Second-line chemotherapy for advanced non-small cell lung cancer
The prognosis of patients with advanced non-small cell lung cancer is usually poor once tumor progression occurs after first-line treatment. Erlotinib as second-line treatment for advanced non-small cell lung cancer. The current FDA-approved second-line agents for NSCLC include docetaxel, pemetrexed and erlotinib.
Two randomized clinical studies completed and published in 2000 demonstrated that docetaxel was more effective as second-line chemotherapy than best supportive care or vincristine monotherapy in advanced NSCLC. regimen versus best supportive care for advanced non-small cell lung cancer. The results showed that docetaxel not only prolonged patient survival (7 months: 4.6 months), but also significantly improved quality of life.
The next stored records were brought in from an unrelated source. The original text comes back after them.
//! Just-in-time tool discovery.
//!
//! The model starts each session with a single meta-tool, `mcp_discover`.
//! Calling it with a pattern searches the catalogs of the session's servers
//! and injects the matching tool schemas into the model-visible set. This
//! module holds the stateless half of that machinery: the meta-tool schema,
//! the pattern matcher, and the textual summaries fed back to the model.
//! The stateful search lives on `ServerManager`.

use crate::mcp::types::{ToolCall, ToolParameters, ToolProperty, ToolSchema};

/// Name of the built-in discovery meta-tool.
pub const DISCOVER_TOOL_NAME: &str = "mcp_discover";

/// Maximum description length in discovery summaries.
const SUMMARY_DESC_LIMIT: usize = 80;

/// Schema of the `mcp_discover` meta-tool. Always present in the
/// model-visible tool set regardless of discovery state.
pub fn discover_tool_schema() -> ToolSchema {
    let mut parameters = ToolParameters::default();
    parameters.properties.insert(
        "pattern".to_string(),
        ToolProperty {
            kind: "string".to_string(),
            description: "Glob pattern to match tool names (e.g., '*file*', '*git*')".to_string(),
        },
    );
    parameters.required.push("pattern".to_string());

    ToolSchema {
        name: DISCOVER_TOOL_NAME.to_string(),
        description: r#"Search for available tools by capability pattern.

WHEN TO USE: Call this when you need a tool you don't currently have.
After calling, matching tools become available for your next action.

PATTERNS:
- "*file*" or "*read*" - File operations (read, write, list, search)
- "*git*" - Git operations (status, commit, diff, log)
- "*sql*" or "*postgres*" or "*database*" - Database operations
- "*search*" - Search capabilities
- "*http*" or "*fetch*" - HTTP/API operations
- "*" - List all available tools (use sparingly)

RETURNS: Description of discovered tools. Use them in your next response."#
            .to_string(),
        parameters,
    }
}

/// Whether a tool call targets the discovery meta-tool.
pub fn is_discover_call(call: &ToolCall) -> bool {
    call.name == DISCOVER_TOOL_NAME
}

// ─── Pattern Matching ───────────────────────────────────────────────────────

/// Check whether a tool name matches a discovery pattern.
///
/// Case-insensitive. Decision order:
/// 1. exact equality
/// 2. `"*"` matches everything
/// 3. a pattern with a leading or trailing `*` matches as a substring of
///    the stripped text (`"*file*"` → contains `"file"`)
/// 4. full glob semantics (`*`, `?`, `[a-z]` classes)
/// 5. a pattern with no edge wildcards matches as a plain substring
///
/// Step 3 vs 4 gives `"git:*"` anchored-glob behavior while bare `"git"`
/// falls through to substring matching; that asymmetry is inherited
/// behavior and deliberately kept.
pub fn match_tool_pattern(pattern: &str, tool_name: &str) -> bool {
    let pattern = pattern.to_lowercase();
    let tool_name = tool_name.to_lowercase();

    if pattern == tool_name {
        return true;
    }

    if pattern == "*" {
        return true;
    }

    let trimmed = pattern.trim_matches('*');
    if !trimmed.is_empty() && trimmed != pattern && tool_name.contains(trimmed) {
        return true;
    }

    if glob_match(&pattern, &tool_name) {
        return true;
    }

    if !pattern.starts_with('*') && !pattern.ends_with('*') && tool_name.contains(&pattern) {
        return true;
    }

    false
}

/// Glob matching over the full name: `*` any run, `?` one char,
/// `[a-z]` / `[^a-z]` character classes. Malformed patterns match nothing.
fn glob_match(pattern: &str, name: &str) -> bool {
    let pattern: Vec<char> = pattern.chars().collect();
    let name: Vec<char> = name.chars().collect();
    glob_here(&pattern, &name)
}

fn glob_here(pattern: &[char], name: &[char]) -> bool {
    let Some(&first) = pattern.first() else {
        return name.is_empty();
    };

    match first {
        '*' => (0..=name.len()).any(|skip| glob_here(&pattern[1..], &name[skip..])),
        '?' => !name.is_empty() && glob_here(&pattern[1..], &name[1..]),
        '[' => {
            let Some(&candidate) = name.first() else {
                return false;
            };
            match class_match(&pattern[1..], candidate) {
                Some((matched, consumed)) => {
                    matched && glob_here(&pattern[1 + consumed..], &name[1..])
                }
                None => false,
            }
        }
        literal => {
            !name.is_empty() && name[0] == literal && glob_here(&pattern[1..], &name[1..])
        }
    }
}

/// Match one character against a class body (the slice after `[`).
/// Returns `(matched, chars consumed including the closing bracket)`, or
/// `None` if the class never closes.
fn class_match(body: &[char], candidate: char) -> Option<(bool, usize)> {
    let mut index = 0;
    let mut negated = false;
    if body.first() == Some(&'^') {
        negated = true;
        index += 1;
    }

    let mut matched = false;
    let mut first_entry = true;
    while index < body.len() && (first_entry || body[index] != ']') {
        first_entry = false;
        let low = body[index];
        if index + 2 < body.len() && body[index + 1] == '-' && body[index + 2] != ']' {
            let high = body[index + 2];
            if low <= candidate && candidate <= high {
                matched = true;
            }
            index += 3;
        } else {
            if candidate == low {
                matched = true;
            }
            index += 1;
        }
    }

    if index >= body.len() {
        return None; // unterminated class
    }
    Some((matched != negated, index + 1))
}

// ─── Summaries ──────────────────────────────────────────────────────────────

/// Truncate a description on a char boundary, appending `...` when cut.
fn truncate_description(description: &str) -> String {
    if description.chars().count() <= SUMMARY_DESC_LIMIT {
        return description.to_string();
    }
    let cut: String = description.chars().take(SUMMARY_DESC_LIMIT - 3).collect();
    format!("{cut}...")
}

/// Summary for a discovery turn that matched at least one tool.
///
/// `already_known` counts matches that were in the discovered set before
/// this turn; the closing sentence appears only when new tools arrived.
pub fn format_discovery_summary(
    pattern: &str,
    matches: &[ToolSchema],
    already_known: usize,
) -> String {
    let lines: Vec<String> = matches
        .iter()
        .map(|tool| format!("- {}: {}", tool.name, truncate_description(&tool.description)))
        .collect();

    let mut summary = format!(
        "Found {} tools matching '{}':\n{}",
        matches.len(),
        pattern,
        lines.join("\n")
    );

    if already_known > 0 {
        summary.push_str(&format!("\n\n({already_known} tools were already available)"));
    }

    if matches.len() > already_known {
        summary.push_str(
            "\n\nThese tools are now available. Call them directly in your next response.",
        );
    }

    summary
}

/// Summary for a discovery turn with zero matches, listing the servers the
/// pass touched and hinting at common patterns.
pub fn format_no_match_summary(pattern: &str, searched_servers: &[String]) -> String {
    format!(
        "No tools found matching pattern '{}'. Searched servers: {}. \
         Try a different pattern like '*file*', '*git*', or '*' to see all.",
        pattern,
        searched_servers.join(", ")
    )
}

// ─── Tests ──────────────────────────────────────────────────────────────────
Another study designed to compare the efficacy of vincristine with docetaxel as second-line chemotherapy for non-small cell lung cancer [36] (TAX320) randomized enrolled patients to a single 3-week regimen of docetaxel (75 mg/m2) or a two-drug regimen of vincristine combined with isocyclophosphamide. Although the results of this trial showed that the median survival of patients after both treatments was 5 to 6 months without significant difference, the 1-year survival rate was 32% for patients receiving docetaxel, which was significantly higher than the 19% who received vincristine with isocyclophosphamide (P=0.025).
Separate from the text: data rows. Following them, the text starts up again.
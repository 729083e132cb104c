//! Session registry.
//!
//! Maps session ids to server managers. A session is reused when a request
//! arrives with the same id AND the same server configuration; a changed
//! configuration closes the old manager and installs a fresh one. An idle
//! sweep interface lets a host close sessions untouched past a TTL.

use std::collections::HashMap;
use std::sync::Arc;
use std::time::{Duration, Instant};

use sha2::{Digest, Sha256};
use tokio::sync::RwLock;

use crate::mcp::errors::McpError;
use crate::mcp::types::ServerDescriptor;
use crate::plane::manager::ServerManager;

struct SessionEntry {
    manager: Arc<ServerManager>,
    fingerprint: String,
    last_used: Instant,
}

/// Registry of live sessions, keyed by session id.
#[derive(Default)]
pub struct SessionRegistry {
    sessions: RwLock<HashMap<String, SessionEntry>>,
}

impl SessionRegistry {
    pub fn new() -> Self {
        Self::default()
    }

    /// Return the caller's session id, assigning a fresh UUID when absent.
    /// The id is echoed back to the caller as `task_id`.
    pub fn ensure_session_id(supplied: Option<&str>) -> String {
        match supplied {
            Some(id) if !id.trim().is_empty() => id.to_string(),
            _ => uuid::Uuid::new_v4().to_string(),
        }
    }

    /// Get the manager for a session, creating or replacing it as needed.
    ///
    /// Reuse requires both the same session id and the same descriptor
    /// fingerprint; on mismatch the old manager is closed and a new one
    /// admits every descriptor lazily. Descriptor validation failures
    /// surface as `Config` errors and leave no partial session behind.
    pub async fn get_or_create(
        &self,
        session_id: &str,
        descriptors: &[ServerDescriptor],
        max_tools_per_discovery: usize,
        tool_timeout: Duration,
    ) -> Result<Arc<ServerManager>, McpError> {
        let fingerprint = config_fingerprint(descriptors);

        let existing = {
            let mut sessions = self.sessions.write().await;
            if let Some(entry) = sessions.get_mut(session_id) {
                if entry.fingerprint == fingerprint {
                    entry.last_used = Instant::now();
                    tracing::debug!(session = %session_id, "reusing MCP session manager");
                    return Ok(entry.manager.clone());
                }
            }
            sessions.remove(session_id).map(|entry| entry.manager)
        };

        if let Some(old) = existing {
            tracing::info!(session = %session_id, "server configuration changed, replacing manager");
            old.close().await;
        }

        let manager = ServerManager::new(0, max_tools_per_discovery).with_tool_timeout(tool_timeout);
        for descriptor in descriptors {
            manager.add_server_lazy(descriptor.clone()).await?;
        }
        let manager = Arc::new(manager);

        let mut sessions = self.sessions.write().await;
        // A racing request may have installed the session meanwhile; the
        // later writer wins and the loser's manager is dropped unused.
        sessions.insert(
            session_id.to_string(),
            SessionEntry {
                manager: manager.clone(),
                fingerprint,
                last_used: Instant::now(),
            },
        );
        tracing::info!(
            session = %session_id,
            servers = descriptors.len(),
            "created MCP session manager"
        );
        Ok(manager)
    }

    pub async fn session_count(&self) -> usize {
        self.sessions.read().await.len()
    }

    /// Close and remove one session. Unknown ids are a no-op.
    pub async fn close_session(&self, session_id: &str) {
        let entry = self.sessions.write().await.remove(session_id);
        if let Some(entry) = entry {
            entry.manager.close().await;
            tracing::info!(session = %session_id, "session closed");
        }
    }

    /// Close sessions idle longer than `ttl`. Intended to be driven by a
    /// host-owned background sweep; returns the number closed.
    pub async fn close_idle(&self, ttl: Duration) -> usize {
        let expired: Vec<(String, Arc<ServerManager>)> = {
            let mut sessions = self.sessions.write().await;
            let cutoff = Instant::now();
            let expired_ids: Vec<String> = sessions
                .iter()
                .filter(|(_, entry)| cutoff.duration_since(entry.last_used) > ttl)
                .map(|(id, _)| id.clone())
                .collect();
            expired_ids
                .into_iter()
                .filter_map(|id| sessions.remove(&id).map(|entry| (id, entry.manager)))
                .collect()
        };

        let count = expired.len();
        for (id, manager) in expired {
            manager.close().await;
            tracing::info!(session = %id, "idle session closed");
        }
        count
    }

    /// Close every session.
    pub async fn close_all(&self) {
        let managers: Vec<(String, Arc<ServerManager>)> = {
            let mut sessions = self.sessions.write().await;
            sessions
                .drain()
                .map(|(id, entry)| (id, entry.manager))
                .collect()
        };
        for (id, manager) in managers {
            manager.close().await;
            tracing::debug!(session = %id, "session closed during shutdown");
        }
    }
}

/// Stable fingerprint of a descriptor list: SHA-256 over its canonical JSON,
/// in caller order. Reordering the list intentionally re-creates the
/// session.
pub fn config_fingerprint(descriptors: &[ServerDescriptor]) -> String {
    let canonical = serde_json::to_vec(descriptors).unwrap_or_default();
    let digest = Sha256::digest(&canonical);
    format!("{digest:x}")
}

// ─── Tests ──────────────────────────────────────────────────────────────────

#[cfg(test)]
mod tests {
    use super::*;

    fn descriptors() -> Vec<ServerDescriptor> {
        vec![ServerDescriptor::stdio(
            "filesystem",
            "npx",
            &["-y", "@mcp/fs", "/data"],
        )]
    }

    const TIMEOUT: Duration = Duration::from_secs(30);

    #[tokio::test]
    async fn same_id_and_config_reuses_manager() {
        let registry = SessionRegistry::new();
        let first = registry
            .get_or_create("s1", &descriptors(), 5, TIMEOUT)
            .await
            .unwrap();
        let second = registry
            .get_or_create("s1", &descriptors(), 5, TIMEOUT)
            .await
            .unwrap();
        assert!(Arc::ptr_eq(&first, &second));
        assert_eq!(registry.session_count().await, 1);
    }

    #[tokio::test]
    async fn changed_config_replaces_manager() {
        let registry = SessionRegistry::new();
        let first = registry
            .get_or_create("s1", &descriptors(), 5, TIMEOUT)
            .await
            .unwrap();

        let mut changed = descriptors();
        changed.push(ServerDescriptor::stdio("git", "npx", &["-y", "@mcp/git"]));
        let second = registry
            .get_or_create("s1", &changed, 5, TIMEOUT)
            .await
            .unwrap();

        assert!(!Arc::ptr_eq(&first, &second));
        // The replaced manager was torn down.
        assert!(first.is_closed().await);
        assert_eq!(registry.session_count().await, 1);
    }

    #[tokio::test]
    async fn invalid_descriptor_creates_no_session() {
        let registry = SessionRegistry::new();
        let bad = vec![ServerDescriptor::stdio("shell", "bash", &["-c", "echo"])];
        let err = registry
            .get_or_create("s1", &bad, 5, TIMEOUT)
            .await
            .unwrap_err();
        assert!(matches!(err, McpError::Config { .. }));
        assert_eq!(registry.session_count().await, 0);
    }

    #[tokio::test]
    async fn close_session_tears_down_manager() {
        let registry = SessionRegistry::new();
        let manager = registry
            .get_or_create("s1", &descriptors(), 5, TIMEOUT)
            .await
            .unwrap();
        registry.close_session("s1").await;
        assert!(manager.is_closed().await);
        assert_eq!(registry.session_count().await, 0);

        // Unknown session is a no-op.
        registry.close_session("nope").await;
    }

    #[tokio::test]
    async fn idle_sweep_only_closes_stale_sessions() {
        let registry = SessionRegistry::new();
        registry
            .get_or_create("fresh", &descriptors(), 5, TIMEOUT)
            .await
            .unwrap();
        let closed = registry.close_idle(Duration::from_secs(3600)).await;
        assert_eq!(closed, 0);
        assert_eq!(registry.session_count().await, 1);

        let closed = registry.close_idle(Duration::ZERO).await;
        assert_eq!(closed, 1);
        assert_eq!(registry.session_count().await, 0);
    }

    #[tokio::test]
    async fn close_all_drains_registry() {
        let registry = SessionRegistry::new();
        registry
            .get_or_create("a", &descriptors(), 5, TIMEOUT)
            .await
            .unwrap();
        registry
            .get_or_create("b", &descriptors(), 5, TIMEOUT)
            .await
            .unwrap();
        registry.close_all().await;
        assert_eq!(registry.session_count().await, 0);
    }

    #[test]
    fn fingerprint_is_stable_and_order_sensitive() {
        let a = ServerDescriptor::stdio("a", "npx", &[]);
        let b = ServerDescriptor::stdio("b", "npx", &[]);
        assert_eq!(
            config_fingerprint(&[a.clone(), b.clone()]),
            config_fingerprint(&[a.clone(), b.clone()])
        );
        assert_ne!(
            config_fingerprint(&[a.clone(), b.clone()]),
            config_fingerprint(&[b, a])
        );
    }

    #[test]
    fn ensure_session_id_assigns_uuid_when_missing() {
        assert_eq!(SessionRegistry::ensure_session_id(Some("keep")), "keep");
        let assigned = SessionRegistry::ensure_session_id(None);
        assert!(!assigned.is_empty());
        let blank = SessionRegistry::ensure_session_id(Some("  "));
        assert!(!blank.trim().is_empty());
        assert_ne!(blank, "  ");
    }
}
Pemetrexed is a new pyrrolopyrimidine anti-folate cytotoxic agent whose metabolites exert their cytotoxic effects by inhibiting key nucleic acid-dependent enzymes.A randomized phase III clinical trial designed to compare pemetrexed with docetaxel as second-line chemotherapy for non-small cell lung cancer was completed and published in 2004 [37]. The results of the trial showed similar efficacy of both treatments as second-line chemotherapy for non-small cell lung cancer.
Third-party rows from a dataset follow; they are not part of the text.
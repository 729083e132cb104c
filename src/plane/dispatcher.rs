//! Plan execution.
//!
//! Runs an `ExecutionPlan` against a manager: groups in order, calls within
//! a group concurrently. The output array is indexed by the original call
//! position regardless of completion order, and individual failures never
//! abort the batch; each slot carries its own error.

use futures::future::join_all;

use crate::mcp::errors::McpError;
use crate::mcp::types::{ToolCall, ToolResult};
use crate::plane::manager::ServerManager;
use crate::plane::planner::{plan_execution, ExecutionPlan};

/// Execute tool calls according to a plan.
pub async fn execute_plan(
    manager: &ServerManager,
    calls: &[ToolCall],
    plan: &ExecutionPlan,
) -> Vec<ToolResult> {
    let mut slots: Vec<Option<ToolResult>> = Vec::with_capacity(calls.len());
    slots.resize_with(calls.len(), || None);

    for group in &plan.groups {
        let futures = group.iter().filter_map(|&index| {
            calls.get(index).map(|call| async move {
                (index, manager.execute_tool(call).await)
            })
        });

        for (index, result) in join_all(futures).await {
            slots[index] = Some(result);
        }
    }

    slots
        .into_iter()
        .map(|slot| {
            slot.unwrap_or_else(|| {
                // A call the plan never scheduled; surface it rather than
                // silently dropping the slot.
                ToolResult::err(McpError::Config {
                    reason: "call not scheduled by execution plan".into(),
                })
            })
        })
        .collect()
}

/// Plan and execute a batch in one step.
pub async fn execute_batch(manager: &ServerManager, calls: &[ToolCall]) -> Vec<ToolResult> {
    let plan = plan_execution(calls);
    execute_plan(manager, calls, &plan).await
}

// ─── Tests ──────────────────────────────────────────────────────────────────

#[cfg(test)]
mod tests {
    use super::*;
    use crate::mcp::types::ToolSchema;

    fn discover_call(pattern: &str) -> ToolCall {
        ToolCall::new("mcp_discover", serde_json::json!({ "pattern": pattern }))
    }

    fn schema(name: &str) -> ToolSchema {
        ToolSchema {
            name: name.to_string(),
            description: String::new(),
            parameters: Default::default(),
        }
    }

    #[tokio::test]
    async fn output_is_indexed_by_call_position() {
        let manager = ServerManager::new(10, 5);
        manager
            .seed_catalog(
                "git",
                vec![schema("git:status"), schema("git:diff"), schema("git:log")],
            )
            .await;

        let calls = vec![
            discover_call("git:status"),
            discover_call("*nonexistent*"),
            discover_call("git:diff"),
        ];
        let plan = plan_execution(&calls);
        let results = execute_plan(&manager, &calls, &plan).await;

        assert_eq!(results.len(), calls.len());
        assert!(results[0].content.contains("git:status"));
        assert!(results[1].content.contains("No tools found"));
        assert!(results[2].content.contains("git:diff"));
    }

    #[tokio::test]
    async fn failures_do_not_abort_the_batch() {
        let manager = ServerManager::new(10, 5);

        let calls = vec![
            ToolCall::new("missing:tool", serde_json::json!({})),
            discover_call("*"),
        ];
        let plan = plan_execution(&calls);
        let results = execute_plan(&manager, &calls, &plan).await;

        assert_eq!(results.len(), 2);
        assert!(matches!(results[0].error, Some(McpError::NotFound { .. })));
        // The discovery call still ran (no servers, so a no-match summary).
        assert!(results[1].is_ok());
    }

    #[tokio::test]
    async fn sequential_plan_executes_all_groups() {
        let manager = ServerManager::new(10, 5);

        // write + read serializes into singleton groups; neither tool is
        // routable, so each slot carries its own NotFound.
        let calls = vec![
            ToolCall::new("write_file", serde_json::json!({"path": "/a"})),
            ToolCall::new("read_file", serde_json::json!({"path": "/a"})),
        ];
        let plan = plan_execution(&calls);
        assert!(plan.sequential);
        let results = execute_plan(&manager, &calls, &plan).await;
        assert_eq!(results.len(), 2);
        assert!(results
            .iter()
            .all(|result| matches!(result.error, Some(McpError::NotFound { .. }))));
    }

    #[tokio::test]
    async fn parallel_discoveries_share_one_group() {
        let manager = ServerManager::new(10, 5);
        manager
            .seed_catalog("fs", vec![schema("write_file"), schema("read_file")])
            .await;

        let calls = vec![discover_call("write_file"), discover_call("read_file")];
        let plan = plan_execution(&calls);
        let results = execute_plan(&manager, &calls, &plan).await;
        assert_eq!(results.len(), 2);
        assert!(results.iter().all(|result| result.is_ok()));
        assert_eq!(manager.discovered_tool_count().await, 2);
    }

    #[tokio::test]
    async fn execute_batch_plans_and_runs() {
        let manager = ServerManager::new(10, 5);
        let results = execute_batch(&manager, &[discover_call("*")]).await;
        assert_eq!(results.len(), 1);
        assert!(results[0].is_ok());
    }

    #[tokio::test]
    async fn empty_batch_produces_empty_output() {
        let manager = ServerManager::new(10, 5);
        let results = execute_batch(&manager, &[]).await;
        assert!(results.is_empty());
    }
}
Erlotinib, a small molecule tyrosine kinase inhibitor of the epidermal growth factor receptor, was published in the New England Journal of Medicine in 2005 in a multicenter phase III trial (BR.21 trial) from Canada [38], which demonstrated the efficacy of erlotinib in advanced non-small cell lung cancer. The results of this large randomized clinical trial showed that patients randomized to erlotinib had a treatment efficacy rate of 8.9%, which was significantly higher than that of those receiving placebo (1%); the overall survival rates at 1 year were 30% and 20% in the two groups; the disease progression-free time was 2.2 months and 1.8 months, respectively; and the median survival was 6.7 months and 4.7 months, respectively, which was superior in the erlotinib-treated group.